use std::collections::HashMap;

use serde::{Deserialize, Serialize};

#[derive(Debug, Clone, Serialize, Deserialize, PartialEq)]
#[serde(rename_all = "lowercase")]
pub enum HealthStatus {
    Healthy,
    Unhealthy,
}

#[derive(Debug, Clone, Serialize, Deserialize)]
pub struct HealthCheckResponse {
    pub status: HealthStatus,
    pub timestamp: String,
    pub checks: HashMap<String, ServiceHealth>,
}

#[derive(Debug, Clone, Serialize, Deserialize)]
pub struct ServiceHealth {
    pub status: HealthStatus,

    #[serde(skip_serializing_if = "Option::is_none")]
    pub response_time_ms: Option<u64>,

    #[serde(skip_serializing_if = "Option::is_none")]
    pub error: Option<String>,
}

impl ServiceHealth {
    pub fn healthy(response_time_ms: u64) -> Self {
        Self {
            status: HealthStatus::Healthy,
            response_time_ms: Some(response_time_ms),
            error: None,
        }
    }

    pub fn unhealthy(error: String) -> Self {
        Self {
            status: HealthStatus::Unhealthy,
            response_time_ms: None,
            error: Some(error),
        }
    }
}
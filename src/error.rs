use axum::{
    Json,
    http::StatusCode,
    response::{IntoResponse, Response},
};

use crate::models::response::ApiResponse;

/// Failure states of one dispatch. The first three short-circuit before
/// any write; `Persistence` can surface after messages were already
/// inserted (no compensating rollback is attempted).
#[derive(Debug, thiserror::Error)]
pub enum DispatchError {
    #[error("{0}")]
    Validation(String),

    #[error("Course not found")]
    CourseNotFound,

    #[error("Only the course instructor can send bulk messages")]
    NotInstructor,

    #[error("Failed to send bulk message")]
    Persistence(#[source] anyhow::Error),
}

impl IntoResponse for DispatchError {
    fn into_response(self) -> Response {
        let status = match &self {
            DispatchError::Validation(_) => StatusCode::BAD_REQUEST,
            DispatchError::CourseNotFound => StatusCode::NOT_FOUND,
            DispatchError::NotInstructor => StatusCode::FORBIDDEN,
            DispatchError::Persistence(source) => {
                // Full cause goes to the log, never to the response body.
                tracing::error!(error = %source, "Bulk dispatch failed during persistence");
                StatusCode::INTERNAL_SERVER_ERROR
            }
        };

        let body = ApiResponse::<()>::error(self.to_string());

        (status, Json(body)).into_response()
    }
}
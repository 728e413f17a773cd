use crate::{
    error::DispatchError,
    models::template::{MAX_CONTENT_CHARS, MAX_SUBJECT_CHARS, MessageTemplate},
};

pub fn validate_template(template: &MessageTemplate) -> Result<(), DispatchError> {
    if template.content.trim().is_empty() {
        return Err(DispatchError::Validation(
            "Message content is required".to_string(),
        ));
    }

    if template.content.chars().count() > MAX_CONTENT_CHARS {
        return Err(DispatchError::Validation(format!(
            "Message content exceeds {} characters",
            MAX_CONTENT_CHARS
        )));
    }

    if let Some(subject) = &template.subject {
        if subject.chars().count() > MAX_SUBJECT_CHARS {
            return Err(DispatchError::Validation(format!(
                "Subject exceeds {} characters",
                MAX_SUBJECT_CHARS
            )));
        }
    }

    Ok(())
}
use serde::Deserialize;

#[derive(Debug, Clone, Deserialize)]
pub struct RetryConfig {
    pub max_attempts: u32,
    pub initial_delay_ms: u64,
    pub max_delay_ms: u64,
    pub backoff_multiplier: u64,
}
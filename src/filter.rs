use chrono::{DateTime, Duration, Utc};

use crate::models::{course::EnrollmentRecord, filter::RecipientFilter};

const INACTIVITY_WINDOW_DAYS: i64 = 7;

/// Narrows an enrollment list to the recipients a policy selects.
///
/// Pure and order-preserving. `now` is passed in rather than read from the
/// clock; the `inactive` cutoff is strictly older than seven days. Records
/// with out-of-range progress values pass through the predicates without
/// panicking.
pub fn filter_recipients(
    enrollments: Vec<EnrollmentRecord>,
    policy: RecipientFilter,
    now: DateTime<Utc>,
) -> Vec<EnrollmentRecord> {
    match policy {
        RecipientFilter::All => enrollments,
        RecipientFilter::Active => enrollments
            .into_iter()
            .filter(|e| e.progress_percent > 0 && !e.completed)
            .collect(),
        RecipientFilter::Completed => enrollments.into_iter().filter(|e| e.completed).collect(),
        RecipientFilter::Struggling => enrollments
            .into_iter()
            .filter(|e| e.progress_percent > 0 && e.progress_percent < 25)
            .collect(),
        RecipientFilter::Inactive => {
            let cutoff = now - Duration::days(INACTIVITY_WINDOW_DAYS);
            enrollments
                .into_iter()
                .filter(|e| e.last_active_at < cutoff)
                .collect()
        }
    }
}
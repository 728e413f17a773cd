use std::sync::Arc;

use anyhow::Error;
use async_trait::async_trait;
use chrono::Utc;
use serde_json::json;
use tracing::{debug, info, warn};
use uuid::Uuid;

use crate::{
    error::DispatchError,
    filter::filter_recipients,
    materializer::materialize,
    models::{
        course::Course,
        filter::RecipientFilter,
        message::{MaterializedMessage, MaterializedNotification},
        summary::DispatchSummary,
        template::{MessageTemplate, Priority},
        validation::validate_template,
    },
};

/// Event name pushed over the live channel for each recipient.
pub const REALTIME_EVENT: &str = "notification:new";

#[async_trait]
pub trait EnrollmentStore: Send + Sync {
    async fn course_with_enrollments(&self, course_id: Uuid) -> Result<Option<Course>, Error>;
}

#[async_trait]
pub trait PersistenceGateway: Send + Sync {
    async fn bulk_insert_messages(
        &self,
        messages: &[MaterializedMessage],
    ) -> Result<Vec<Uuid>, Error>;

    async fn bulk_insert_notifications(
        &self,
        notifications: &[MaterializedNotification],
    ) -> Result<(), Error>;
}

/// Live push channel. Delivery is best-effort: the dispatcher never waits
/// on it and never fails because of it.
#[async_trait]
pub trait RealtimeNotifier: Send + Sync {
    async fn emit_to_user(
        &self,
        user_id: Uuid,
        event: &str,
        payload: serde_json::Value,
    ) -> Result<(), Error>;
}

#[derive(Debug, Clone)]
pub struct BulkDispatchRequest {
    pub course_id: Uuid,
    pub actor_id: Uuid,
    pub actor_name: String,
    pub subject: Option<String>,
    pub content: String,
    pub priority: Priority,
    pub filter: RecipientFilter,
}

pub struct Dispatcher {
    store: Arc<dyn EnrollmentStore>,
    gateway: Arc<dyn PersistenceGateway>,
    notifier: Arc<dyn RealtimeNotifier>,
}

impl Dispatcher {
    pub fn new(
        store: Arc<dyn EnrollmentStore>,
        gateway: Arc<dyn PersistenceGateway>,
        notifier: Arc<dyn RealtimeNotifier>,
    ) -> Self {
        Self {
            store,
            gateway,
            notifier,
        }
    }

    /// Runs one bulk announcement dispatch to completion.
    ///
    /// Validation, lookup, and authorization short-circuit before any
    /// write. The two bulk inserts are sequential and not transactional:
    /// a persistence failure on the second leaves the already-inserted
    /// messages in place.
    pub async fn dispatch(
        &self,
        request: BulkDispatchRequest,
    ) -> Result<DispatchSummary, DispatchError> {
        let template = MessageTemplate {
            subject: request.subject,
            content: request.content,
            priority: request.priority,
            course_id: request.course_id,
            sender_id: request.actor_id,
            sender_name: request.actor_name,
        };

        validate_template(&template)?;

        let course = self
            .store
            .course_with_enrollments(request.course_id)
            .await
            .map_err(DispatchError::Persistence)?
            .ok_or(DispatchError::CourseNotFound)?;

        if course.instructor_id != request.actor_id {
            return Err(DispatchError::NotInstructor);
        }

        info!(
            course_id = %course.id,
            enrollment_count = course.enrollments.len(),
            filter = %request.filter,
            "Dispatching bulk announcement"
        );

        let now = Utc::now();

        let recipients = filter_recipients(course.enrollments, request.filter, now);

        let batch = materialize(&recipients, &template, &course.name, request.filter, now);

        let messages_sent = if batch.messages.is_empty() {
            debug!(course_id = %course.id, "No recipients matched the filter, nothing persisted");
            0
        } else {
            let inserted = self
                .gateway
                .bulk_insert_messages(&batch.messages)
                .await
                .map_err(DispatchError::Persistence)?;

            self.gateway
                .bulk_insert_notifications(&batch.notifications)
                .await
                .map_err(DispatchError::Persistence)?;

            inserted.len()
        };

        self.push_live_events(&batch.notifications);

        info!(
            course_id = %course.id,
            messages_sent,
            recipient_count = recipients.len(),
            "Bulk announcement dispatched"
        );

        Ok(DispatchSummary {
            messages_sent,
            recipient_count: recipients.len(),
            course_name: course.name,
            filter_used: request.filter,
        })
    }

    /// Fans the live event out to every recipient without joining on the
    /// results. Runs only after the durable writes have committed.
    fn push_live_events(&self, notifications: &[MaterializedNotification]) {
        for notification in notifications {
            let notifier = Arc::clone(&self.notifier);
            let user = notification.user;
            let payload = json!({
                "type": notification.notification_type,
                "title": notification.title,
                "message": notification.message,
                "priority": notification.priority,
                "data": notification.data,
            });

            tokio::spawn(async move {
                if let Err(e) = notifier.emit_to_user(user, REALTIME_EVENT, payload).await {
                    warn!(user_id = %user, error = %e, "Realtime push failed");
                }
            });
        }
    }
}
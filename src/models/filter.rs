use std::fmt::{Display, Formatter, Result};

use serde::{Deserialize, Serialize};

/// Named recipient selection policy for a bulk announcement.
#[derive(Debug, Clone, Copy, PartialEq, Eq, Serialize, Deserialize)]
#[serde(rename_all = "lowercase")]
pub enum RecipientFilter {
    All,
    Active,
    Completed,
    Struggling,
    Inactive,
}

impl RecipientFilter {
    /// An absent or unrecognized name selects everyone. Callers that want
    /// stricter handling must check the name themselves first.
    pub fn from_name(name: Option<&str>) -> Self {
        match name {
            Some("active") => RecipientFilter::Active,
            Some("completed") => RecipientFilter::Completed,
            Some("struggling") => RecipientFilter::Struggling,
            Some("inactive") => RecipientFilter::Inactive,
            _ => RecipientFilter::All,
        }
    }

    pub fn as_str(&self) -> &'static str {
        match self {
            RecipientFilter::All => "all",
            RecipientFilter::Active => "active",
            RecipientFilter::Completed => "completed",
            RecipientFilter::Struggling => "struggling",
            RecipientFilter::Inactive => "inactive",
        }
    }
}

impl Display for RecipientFilter {
    fn fmt(&self, f: &mut Formatter<'_>) -> Result {
        write!(f, "{}", self.as_str())
    }
}
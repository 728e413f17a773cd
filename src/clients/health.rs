use std::{collections::HashMap, sync::Arc, time::Instant};

use chrono::Utc;
use tracing::{debug, warn};

use crate::{
    clients::{database::DatabaseClient, redis::RealtimeClient},
    models::health::{HealthCheckResponse, HealthStatus, ServiceHealth},
};

pub struct HealthChecker {
    database: Arc<DatabaseClient>,
    realtime: Arc<RealtimeClient>,
}

impl HealthChecker {
    pub fn new(database: Arc<DatabaseClient>, realtime: Arc<RealtimeClient>) -> Self {
        Self { database, realtime }
    }

    pub async fn check_all(&self) -> HealthCheckResponse {
        let mut checks = HashMap::new();

        let db_health = self.check_database().await;
        checks.insert("database".to_string(), db_health);

        let realtime_health = self.check_realtime().await;
        checks.insert("realtime".to_string(), realtime_health);

        let overall_status = if checks
            .values()
            .any(|health| health.status == HealthStatus::Unhealthy)
        {
            HealthStatus::Unhealthy
        } else {
            HealthStatus::Healthy
        };

        HealthCheckResponse {
            status: overall_status,
            timestamp: Utc::now().to_rfc3339_opts(chrono::SecondsFormat::Millis, true),
            checks,
        }
    }

    async fn check_database(&self) -> ServiceHealth {
        let start = Instant::now();

        match self.database.health_check().await {
            Ok(_) => {
                let elapsed = start.elapsed().as_millis() as u64;
                debug!(response_time_ms = elapsed, "Database health check passed");
                ServiceHealth::healthy(elapsed)
            }
            Err(e) => {
                warn!(error = %e, "Database health check failed");
                ServiceHealth::unhealthy(format!("Health check query failed: {}", e))
            }
        }
    }

    async fn check_realtime(&self) -> ServiceHealth {
        let start = Instant::now();

        match self.realtime.ping().await {
            Ok(_) => {
                let elapsed = start.elapsed().as_millis() as u64;
                debug!(response_time_ms = elapsed, "Redis health check passed");
                ServiceHealth::healthy(elapsed)
            }
            Err(e) => {
                warn!(error = %e, "Redis ping failed");
                ServiceHealth::unhealthy(format!("Ping failed: {}", e))
            }
        }
    }
}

---------------

** Work to be completed **
How many of the lines above include the string "enum"? Reply with the number by itself.

** Your solution **
3